- **Aim of the exercise**:
Check every line below for the word "Option" and copy each one that has it.

- **Records for processing**:

************

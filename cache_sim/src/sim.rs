use std::{fmt, io};

use crate::{
    cache::{AccessOutcome, AccessResult, SetAssociativeCache},
    config::{CacheConfig, SnapshotMode},
};

#[cfg(feature = "stat")]
use crate::stat::{AddStats, Stats};

pub struct Simulator {
    config: CacheConfig,
    cache: SetAssociativeCache,
    last: Option<AccessResult>,
    #[cfg(feature = "stat")]
    stat_builder: stat::SimStatBuilder,
}

/// Totals printed at the end of a run.
#[derive(Clone, Copy, Debug, PartialEq, Eq)]
pub struct Report {
    pub hits: u64,
    pub misses: u64,
}

impl fmt::Display for Report {
    fn fmt(&self, f: &mut fmt::Formatter<'_>) -> fmt::Result {
        writeln!(f, "#hits: {}", self.hits)?;
        writeln!(f, "#miss: {}", self.misses)
    }
}

impl SnapshotMode {
    pub fn should_emit(self, previous: Option<AccessResult>, current: AccessResult) -> bool {
        match self {
            SnapshotMode::Never => false,
            SnapshotMode::Every => true,
            SnapshotMode::OnChange => {
                !current.is_hit() || previous.map_or(true, |p| !p.is_hit())
            }
        }
    }
}

impl Simulator {
    pub fn new(config: CacheConfig) -> Self {
        let geometry = config.geometry();
        log::info!(
            "cache: {} bytes, {} per line, {geometry}",
            config.cache_bytes(),
            config.line_size()
        );
        log::info!(
            "offset bits: {}, snapshot: {}",
            config.line_size().offset_bits(),
            config.snapshot()
        );
        Self {
            config,
            cache: SetAssociativeCache::with_geometry(geometry),
            last: None,
            #[cfg(feature = "stat")]
            stat_builder: stat::SimStatBuilder::new(),
        }
    }
    pub fn config(&self) -> &CacheConfig {
        &self.config
    }
    pub fn cache(&self) -> &SetAssociativeCache {
        &self.cache
    }
    /// decomposes `address`, accesses the cache and writes a snapshot to
    /// `out` if the snapshot mode asks for one.
    pub fn step(&mut self, address: u32, out: &mut impl io::Write) -> io::Result<AccessOutcome> {
        let block = self.config.line_size().block_of(address);
        let outcome = self.cache.access_detailed(block);
        log::debug!(
            "{address:#010x} -> block {block}, set {}, line {:03}: {}",
            outcome.set,
            outcome.line,
            outcome.result
        );
        if self.config.snapshot().should_emit(self.last, outcome.result) {
            write!(out, "{}", self.cache.snapshot())?;
        }
        self.last = Some(outcome.result);
        Ok(outcome)
    }
    pub fn run(
        &mut self,
        trace: impl IntoIterator<Item = u32>,
        out: &mut impl io::Write,
    ) -> io::Result<()> {
        for address in trace {
            self.step(address, out)?;
        }
        Ok(())
    }
    pub fn report(&self) -> Report {
        Report {
            hits: self.cache.hit_count(),
            misses: self.cache.miss_count(),
        }
    }
    pub fn exit_sim(&mut self) {
        #[cfg(feature = "stat")]
        self.stat_builder.stop_timer();
        log::info!(
            "finished {} accesses: {} hits, {} misses",
            self.cache.access_count(),
            self.cache.hit_count(),
            self.cache.miss_count()
        );
    }
}

impl Simulator {
    #[cfg(feature = "stat")]
    pub fn collect_stat(&self) -> Stats {
        let mut ss = Stats::default();
        self.add_stats(&mut ss);
        ss
    }
}

#[cfg(feature = "stat")]
impl AddStats for Simulator {
    fn add_stats(&self, buf: &mut Stats) {
        buf.push(Box::new(self.stat_builder.finish(&self.config)));
        self.cache.add_stats(buf);
    }
}

#[cfg(feature = "stat")]
mod stat {
    use crate::stat::*;

    use super::*;
    use std::time;

    pub struct SimStatBuilder {
        begin: time::Instant,
        elapsed: Option<time::Duration>,
    }

    impl SimStatBuilder {
        pub fn new() -> Self {
            Self {
                begin: time::Instant::now(),
                elapsed: None,
            }
        }
        pub fn stop_timer(&mut self) {
            self.elapsed = Some(time::Instant::now() - self.begin)
        }
        pub fn finish(&self, config: &CacheConfig) -> SimStat {
            SimStat {
                total_lines: config.geometry().total_lines(),
                number_of_sets: config.geometry().number_of_sets(),
                lines_per_set: config.geometry().lines_per_set(),
                line_bytes: config.line_size().bytes(),
                elapsed: self.elapsed.unwrap_or_else(|| self.begin.elapsed()),
            }
        }
    }

    impl Default for SimStatBuilder {
        fn default() -> Self {
            Self::new()
        }
    }

    pub struct SimStat {
        total_lines: usize,
        number_of_sets: usize,
        lines_per_set: usize,
        line_bytes: u32,
        elapsed: time::Duration,
    }

    impl Stat for SimStat {
        fn view(&self, _: usize) -> Box<dyn StatView + '_> {
            Box::new(self)
        }
    }

    impl StatView for &'_ SimStat {
        fn header(&self) -> &'static str {
            "simulator stat"
        }
        fn width(&self) -> usize {
            33
        }
    }

    impl fmt::Display for &'_ SimStat {
        fn fmt(&self, f: &mut fmt::Formatter<'_>) -> fmt::Result {
            let us = format!("{} us", self.elapsed.as_micros());
            writeln!(f, "  elapsed total: {us:>12}")?;
            writeln!(f, "     line bytes: {:>12}", self.line_bytes)?;
            writeln!(f, "          lines: {:>12}", self.total_lines)?;
            writeln!(f, "           sets: {:>12}", self.number_of_sets)?;
            write!(f, "  lines per set: {:>12}", self.lines_per_set)
        }
    }
}

#[cfg(test)]
mod tests {
    use super::*;

    fn config(cache_bytes: usize, line_bytes: u32, ways: usize) -> CacheConfig {
        CacheConfig::new(cache_bytes, line_bytes, ways).unwrap()
    }

    #[test]
    fn test_same_line_report() {
        let mut sim = Simulator::new(config(8 * 1024, 1024, 2));
        let mut out = Vec::new();
        sim.run([0x0000_0000, 0x0000_0004], &mut out).unwrap();
        assert!(out.is_empty());
        assert_eq!(
            Report {
                hits: 1,
                misses: 1
            },
            sim.report()
        );
        assert_eq!("#hits: 1\n#miss: 1\n", sim.report().to_string());
    }

    #[test]
    fn test_next_line_misses() {
        let mut sim = Simulator::new(config(8 * 1024, 1024, 2));
        let mut out = Vec::new();
        sim.run([0x0000_0000, 0x0000_0400], &mut out).unwrap();
        assert_eq!("#hits: 0\n#miss: 2\n", sim.report().to_string());
    }

    #[test]
    fn test_associativity_overflow() {
        // 4 sets, blocks 1, 5, 9 all map to set 1
        let mut sim = Simulator::new(config(8 * 1024, 1024, 2));
        let mut out = Vec::new();
        let results: Vec<_> = [0x400, 0x1400, 0x2400, 0x400]
            .into_iter()
            .map(|a| sim.step(a, &mut out).unwrap())
            .collect();
        assert!(results.iter().all(|o| o.set == 1 && !o.result.is_hit()));
        assert_eq!(None, results[1].evicted);
        assert_eq!(Some(1), results[2].evicted.map(|b| b.into_inner()));
        assert_eq!(Some(5), results[3].evicted.map(|b| b.into_inner()));
        assert_eq!(4, sim.report().misses);
    }

    #[test]
    fn test_conservation() {
        let mut sim = Simulator::new(config(4096, 64, 4));
        let mut out = Vec::new();
        let trace: Vec<u32> = (0..500u32).map(|i| i.wrapping_mul(2_654_435_761) >> 20).collect();
        sim.run(trace, &mut out).unwrap();
        let r = sim.report();
        assert_eq!(500, r.hits + r.misses);
    }

    #[test]
    fn test_snapshot_mode() {
        use AccessResult::*;
        assert!(!SnapshotMode::Never.should_emit(None, Miss));
        assert!(SnapshotMode::Every.should_emit(Some(Hit), Hit));
        assert!(SnapshotMode::OnChange.should_emit(None, Miss));
        assert!(SnapshotMode::OnChange.should_emit(Some(Miss), Miss));
        assert!(SnapshotMode::OnChange.should_emit(Some(Miss), Hit));
        assert!(!SnapshotMode::OnChange.should_emit(Some(Hit), Hit));
        assert!(SnapshotMode::OnChange.should_emit(Some(Hit), Miss));
    }

    #[test]
    fn test_snapshot_output() {
        let trace = [0x0, 0x4, 0x8, 0x400];
        let mut sim = Simulator::new(config(2048, 1024, 2).with_snapshot(SnapshotMode::OnChange));
        let mut out = Vec::new();
        sim.run(trace, &mut out).unwrap();
        let out = String::from_utf8(out).unwrap();
        // miss, hit after miss, miss
        assert_eq!(3, out.matches("IDX V ** ADDR **").count());
        assert!(out.ends_with("000 1 0x00000000\n001 1 0x00000001\n"));

        let mut sim = Simulator::new(config(2048, 1024, 2).with_snapshot(SnapshotMode::Every));
        let mut out = Vec::new();
        sim.run(trace, &mut out).unwrap();
        let out = String::from_utf8(out).unwrap();
        assert_eq!(4, out.matches("IDX V ** ADDR **").count());
    }
}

************

- **Written solution**:
    last: Option<AccessResult>,
    pub fn should_emit(self, previous: Option<AccessResult>, current: AccessResult) -> bool {
        elapsed: Option<time::Duration>,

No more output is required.